Standard graphs include spoke and wheel, peacock, group, hierarchy and mesh. An analytic component of the visualization is the automatic positioning of the nodes on the screen, i.e., the projection of the graph onto a plane. Different algorithms position the nodes based on the strength of the links between nodes or to agglomerate the nodes into groups of the same kind. Once displayed, the user typically has the ability to move nodes, modify node and link attributes, zoom in, collapse, highlight, hide or delete portions of the graph.
Variable Creation
Link analysis can append new fields to existing records or create entirely new data sets for subsequent modeling stages in a decision system. For example, a new variable for a customer might be the total number of email addresses and credit card numbers linked to that customer.
Search
Link analysis query mechanisms include retrieving nodes and links matching specified criteria, such as node and link attributes, as well as search by example to find more nodes that are similar to the specified example node.
A more complex task is similarity search, also called clustering. Here, the objective is to find groups of similar nodes. These may actually be multiple instances of the same physical entity, such as a single individual using multiple accounts in a similar fashion.
Network Analysis
Network analysis is the search for parts of the linkage graph that play particular roles. It is used to build more robust communication networks and to combat organized crime. This exploration revolves around questions such as:
- Which nodes are key or central to the network?

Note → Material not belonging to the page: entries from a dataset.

//! Custom Resource Definitions served by the operator

mod bridge;
mod cluster_observability;
mod collector;
mod target_allocator;
mod types;

pub use bridge::{OpAMPBridge, OpAMPBridgeSpec, OpAMPBridgeStatus};
pub use cluster_observability::{
    ClusterObservability, ClusterObservabilityPhase, ClusterObservabilitySpec,
    ClusterObservabilityStatus, ExporterSpec,
};
pub use collector::{
    CollectorMode, IngressSpec, ManagementState, MetricsConfigSpec, ObservabilitySpec,
    OpenTelemetryCollector, OpenTelemetryCollectorSpec, OpenTelemetryCollectorStatus,
    TargetAllocatorEmbedded, VolumeClaimTemplate, DEFAULT_CONFIG_VERSIONS,
};
pub use target_allocator::{
    PrometheusCrSpec, TargetAllocator, TargetAllocatorSpec, TargetAllocatorStatus,
};
pub use types::{
    condition_reasons, condition_types, find_condition, remove_condition, set_condition,
    Condition, ConditionStatus,
};

use k8s_openapi::apiextensions_apiserver::pkg::apis::apiextensions::v1::CustomResourceDefinition;
use kube::CustomResourceExt;

/// Every CRD the operator serves, for `--crd` output and installation
pub fn all_crds() -> Vec<CustomResourceDefinition> {
    vec![
        OpenTelemetryCollector::crd(),
        TargetAllocator::crd(),
        OpAMPBridge::crd(),
        ClusterObservability::crd(),
    ]
}

#[cfg(test)]
mod tests {
    use super::*;

    #[test]
    fn all_crds_are_in_the_operator_group() {
        let crds = all_crds();
        assert_eq!(crds.len(), 4);
        for crd in crds {
            assert_eq!(crd.spec.group, crate::API_GROUP);
            assert_eq!(crd.spec.scope, "Namespaced");
        }
    }

    #[test]
    fn condition_times_are_date_time_strings() {
        let crd = OpenTelemetryCollector::crd();
        let schema = serde_json::to_value(&crd.spec.versions[0].schema).unwrap();
        let condition = &schema["openAPIV3Schema"]["properties"]["status"]["properties"]["conditions"]["items"];
        let time = &condition["properties"]["lastTransitionTime"];
        assert_eq!(time["type"], "string");
        assert_eq!(time["format"], "date-time");
    }
}
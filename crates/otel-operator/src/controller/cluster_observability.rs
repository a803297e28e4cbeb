//! ClusterObservability controller
//!
//! Only one ClusterObservability may be active per cluster. Every reconcile
//! lists the live instances and re-runs the election, so deleting the active
//! instance promotes the next oldest one. Losers poll so they notice that.

use std::sync::Arc;
use std::time::Duration;

use kube::runtime::controller::Action;
use kube::runtime::events::EventType;
use kube::{Resource, ResourceExt};
use tracing::{info, instrument, warn};

use otel_common::crd::{
    condition_reasons, condition_types, remove_condition, set_condition, ClusterObservability,
    ClusterObservabilityPhase, Condition, ConditionStatus,
};
use otel_common::events::{actions, reasons};
use otel_common::kube_utils::object_key;
use otel_common::Error;
use otel_reconcile::{elect, Election, SingletonCandidate};

use super::{converge, finalize, has_finalizer, owner_info, status, Context, ParentKind, ParentRef};
use crate::manifests::{self, labels::CLUSTER_OBSERVABILITY_COMPONENT};

/// How often a losing instance re-checks the election
pub const LOSER_REQUEUE: Duration = Duration::from_secs(30);

const KIND: &str = "ClusterObservability";

/// Election candidate for a live instance, `None` without uid or creation time
fn candidate(instance: &ClusterObservability) -> Option<SingletonCandidate> {
    Some(SingletonCandidate {
        namespace: instance.namespace()?,
        name: instance.name_any(),
        uid: instance.uid()?,
        creation_timestamp: instance.creation_timestamp()?.0,
    })
}

/// Run the election among the live instances, always counting `this`
pub fn run_election(this: &ClusterObservability, instances: &[ClusterObservability]) -> Option<Election> {
    let this_key = object_key(this.namespace().as_deref(), &this.name_any());
    let mut candidates: Vec<SingletonCandidate> = instances
        .iter()
        .filter(|i| i.metadata.deletion_timestamp.is_none())
        .filter_map(candidate)
        .collect();
    if !candidates.iter().any(|c| c.key() == this_key) {
        candidates.extend(candidate(this));
    }
    elect(&candidates, &this_key)
}

/// Reconcile one instance
#[instrument(skip(instance, ctx), fields(namespace = %instance.namespace().unwrap_or_default(), name = %instance.name_any()))]
pub async fn reconcile(instance: Arc<ClusterObservability>, ctx: Arc<Context>) -> Result<Action, Error> {
    let key = object_key(instance.namespace().as_deref(), &instance.name_any());
    let _gate = ctx.gate.acquire(&key).await;
    let parent = ParentRef::of(ParentKind::ClusterObservability, instance.as_ref());
    let owner = owner_info(instance.as_ref(), CLUSTER_OBSERVABILITY_COMPONENT)?;

    if instance.metadata.deletion_timestamp.is_some() {
        if has_finalizer(instance.as_ref()) {
            info!("ClusterObservability deleted, releasing finalizer");
            finalize(&ctx, &parent, &owner).await?;
        }
        ctx.forget(&key);
        return Ok(Action::await_change());
    }

    if !has_finalizer(instance.as_ref()) {
        ctx.parents.add_finalizer(&parent).await?;
    }

    let instances = ctx.parents.list_cluster_observabilities().await?;
    let Some(election) = run_election(&instance, &instances) else {
        warn!("Instance has no uid or creation time yet, retrying");
        return Ok(Action::requeue(LOSER_REQUEUE));
    };

    let kinds = ctx.owned_kinds();
    if !election.is_winner {
        // A demoted former winner still owns its agent; an empty desired set prunes it.
        let released = converge(&ctx, &owner, Vec::new(), &kinds, None).await;
        report_conflict(&ctx, &instance, &parent, &election).await?;
        let released = released?;
        if !released.pruned.is_empty() {
            info!(pruned = released.pruned.len(), "Released children of a demoted instance");
        }
        ctx.record_success(&key);
        return Ok(Action::requeue(LOSER_REQUEUE));
    }

    for loser in &election.losers {
        if let Some(other) = instances.iter().find(|i| i.uid().as_deref() == Some(loser.uid.as_str())) {
            ctx.events
                .publish(
                    &other.object_ref(&()),
                    EventType::Warning,
                    reasons::CONFLICTED,
                    actions::ELECT,
                    Some(format!("{key} is the active {KIND}; this instance is ignored")),
                )
                .await;
        }
    }

    let outcome = match manifests::cluster_observability::build(&instance) {
        Ok(desired) => converge(&ctx, &owner, desired, &kinds, None).await,
        Err(e) => Err(e),
    };

    let generation = instance.meta().generation;
    let next = status::updated(instance.status.as_ref(), |s| {
        status::record_outcome(s, &outcome, generation);
        remove_condition(&mut s.conditions, condition_types::CONFLICTED);
        s.phase = if outcome.is_ok() {
            ClusterObservabilityPhase::Ready
        } else {
            ClusterObservabilityPhase::Pending
        };
        s.active_instance = Some(key.clone());
    });
    let reported = match next {
        Some(next) => status::write(&ctx, &parent, &next).await,
        None => Ok(()),
    };
    status::publish_outcome(&ctx, &instance.object_ref(&()), &outcome).await;
    outcome?;
    reported?;

    ctx.record_success(&key);
    Ok(Action::await_change())
}

async fn report_conflict(
    ctx: &Context,
    instance: &ClusterObservability,
    parent: &ParentRef,
    election: &Election,
) -> Result<(), Error> {
    let winner = election.winner.key();
    let conflict = Error::Conflicted {
        kind: KIND.to_string(),
        winner: winner.clone(),
    };
    warn!(winner = %winner, "Another ClusterObservability is active");

    let generation = instance.meta().generation;
    let next = status::updated(instance.status.as_ref(), |s| {
        set_condition(
            &mut s.conditions,
            Condition::new(
                condition_types::CONFLICTED,
                ConditionStatus::True,
                condition_reasons::MULTIPLE_INSTANCES,
                conflict.to_string(),
            )
            .with_generation(generation),
        );
        set_condition(
            &mut s.conditions,
            Condition::new(
                condition_types::READY,
                ConditionStatus::False,
                condition_reasons::MULTIPLE_INSTANCES,
                format!("{winner} is the active instance"),
            )
            .with_generation(generation),
        );
        s.phase = ClusterObservabilityPhase::Conflicted;
        s.active_instance = Some(winner.clone());
        s.message = Some(conflict.to_string());
        s.observed_generation = generation;
    });

    if let Some(next) = next {
        status::write(ctx, parent, &next).await?;
        ctx.events
            .publish(
                &instance.object_ref(&()),
                EventType::Warning,
                reasons::CONFLICTED,
                actions::ELECT,
                Some(conflict.to_string()),
            )
            .await;
    }
    Ok(())
}
//! Owner-key index over watched children
//!
//! Fed from the same watch streams that trigger reconciles. For every
//! namespaced kind it keeps one bucket per `(namespace, owner kind, owner
//! name)` taken from the child's controller owner reference, so finding a
//! parent's children does not scan unrelated objects.

use std::collections::{BTreeMap, HashMap};
use std::sync::Arc;

use dashmap::DashMap;
use futures::{Stream, TryStreamExt};
use kube::api::DynamicObject;
use kube::runtime::watcher;
use kube::ResourceExt;
use tracing::debug;

use crate::diff;
use crate::kind::OwnedKind;

#[derive(Debug, Clone, PartialEq, Eq, Hash)]
struct OwnerKey {
    namespace: String,
    owner_kind: String,
    owner_name: String,
}

#[derive(Default)]
struct KindIndex {
    synced: bool,
    buckets: HashMap<OwnerKey, BTreeMap<String, DynamicObject>>,
    location: HashMap<String, OwnerKey>,
    relist: Option<Vec<DynamicObject>>,
}

impl KindIndex {
    fn insert(&mut self, obj: DynamicObject) {
        let Some(uid) = obj.uid() else { return };
        self.remove(&uid);

        let Some(owner) = obj.owner_references().iter().find(|r| r.controller == Some(true)) else {
            return;
        };
        let key = OwnerKey {
            namespace: obj.namespace().unwrap_or_default(),
            owner_kind: owner.kind.clone(),
            owner_name: owner.name.clone(),
        };
        self.location.insert(uid.clone(), key.clone());
        self.buckets.entry(key).or_default().insert(uid, obj);
    }

    fn remove(&mut self, uid: &str) {
        let Some(key) = self.location.remove(uid) else { return };
        if let Some(bucket) = self.buckets.get_mut(&key) {
            bucket.remove(uid);
            if bucket.is_empty() {
                self.buckets.remove(&key);
            }
        }
    }

    fn versions(&self) -> BTreeMap<String, String> {
        self.buckets
            .values()
            .flat_map(|b| b.iter())
            .map(|(uid, obj)| (uid.clone(), obj.resource_version().unwrap_or_default()))
            .collect()
    }
}

/// Per-kind owner-key index
#[derive(Default)]
pub struct OwnerIndex {
    kinds: DashMap<OwnedKind, KindIndex>,
}

impl OwnerIndex {
    /// Create an empty index
    pub fn new() -> Self {
        Self::default()
    }

    /// Apply one watch event for `kind`.
    ///
    /// A relist is staged and swapped in on `InitDone`, so lookups during a
    /// relist keep seeing the previous complete view.
    pub fn observe(&self, kind: OwnedKind, event: &watcher::Event<DynamicObject>) {
        let mut index = self.kinds.entry(kind).or_default();
        match event {
            watcher::Event::Apply(obj) => index.insert(obj.clone()),
            watcher::Event::Delete(obj) => {
                if let Some(uid) = obj.uid() {
                    index.remove(&uid);
                }
            }
            watcher::Event::Init => index.relist = Some(Vec::new()),
            watcher::Event::InitApply(obj) => index
                .relist
                .get_or_insert_with(Vec::new)
                .push(obj.clone()),
            watcher::Event::InitDone => {
                let mut fresh = KindIndex::default();
                for obj in index.relist.take().unwrap_or_default() {
                    fresh.insert(obj);
                }
                let changes = diff::maps(&index.versions(), &fresh.versions());
                if !changes.is_empty() {
                    debug!(
                        kind = %kind,
                        changed = changes.additions().len(),
                        gone = changes.removals().len(),
                        "Owner index relisted"
                    );
                }
                fresh.synced = true;
                *index = fresh;
            }
        }
    }

    /// Wrap a watcher stream so every event also updates the index
    pub fn observe_stream<S>(
        self: Arc<Self>,
        kind: OwnedKind,
        stream: S,
    ) -> impl Stream<Item = Result<watcher::Event<DynamicObject>, watcher::Error>>
    where
        S: Stream<Item = Result<watcher::Event<DynamicObject>, watcher::Error>>,
    {
        stream.inspect_ok(move |event| self.observe(kind, event))
    }

    /// Children of `kind` controlled by the given parent.
    ///
    /// `None` when the kind has not been synced yet and the caller must list
    /// from the API instead. Children left over from an earlier parent with
    /// the same name are excluded by `owner_uid`.
    pub fn lookup(
        &self,
        kind: OwnedKind,
        namespace: &str,
        owner_kind: &str,
        owner_name: &str,
        owner_uid: &str,
    ) -> Option<Vec<DynamicObject>> {
        let index = self.kinds.get(&kind)?;
        if !index.synced {
            return None;
        }
        let key = OwnerKey {
            namespace: namespace.to_string(),
            owner_kind: owner_kind.to_string(),
            owner_name: owner_name.to_string(),
        };
        let children = index
            .buckets
            .get(&key)
            .map(|bucket| {
                bucket
                    .values()
                    .filter(|obj| {
                        obj.owner_references()
                            .iter()
                            .any(|r| r.controller == Some(true) && r.uid == owner_uid)
                    })
                    .cloned()
                    .collect()
            })
            .unwrap_or_default();
        Some(children)
    }
}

- Which links can be severed or strengthened to most effectively impede or enhance the operation of the network?
- Can the existence of undetected links or nodes be inferred from the known data?
- Are there similarities in the structure of subparts of the network that can indicate an underlying relationship (e.g., modus operandi)?
- What are the relevant sub-networks within a much larger network?
- What data model and level of aggregation best reveal certain types of links and sub-networks?
- What types of structured groups of entities occur in the data set?
Applications
Link analysis tools such as those provided by Crime Tech Solutions are increasingly used in law enforcement investigations, detecting terrorist threats, fraud detection, detecting money laundering, telecommunications network analysis, classifying web pages, analyzing transportation routes, pharmaceuticals research, epidemiology, detecting nuclear proliferation and a host of other specialized applications. For example, in the case of money laundering, the entities might include people, bank accounts and businesses, and the transactions might include wire transfers, checks and cash deposits. Exploring relationships among these different objects helps expose networks of activity, both legal and illegal.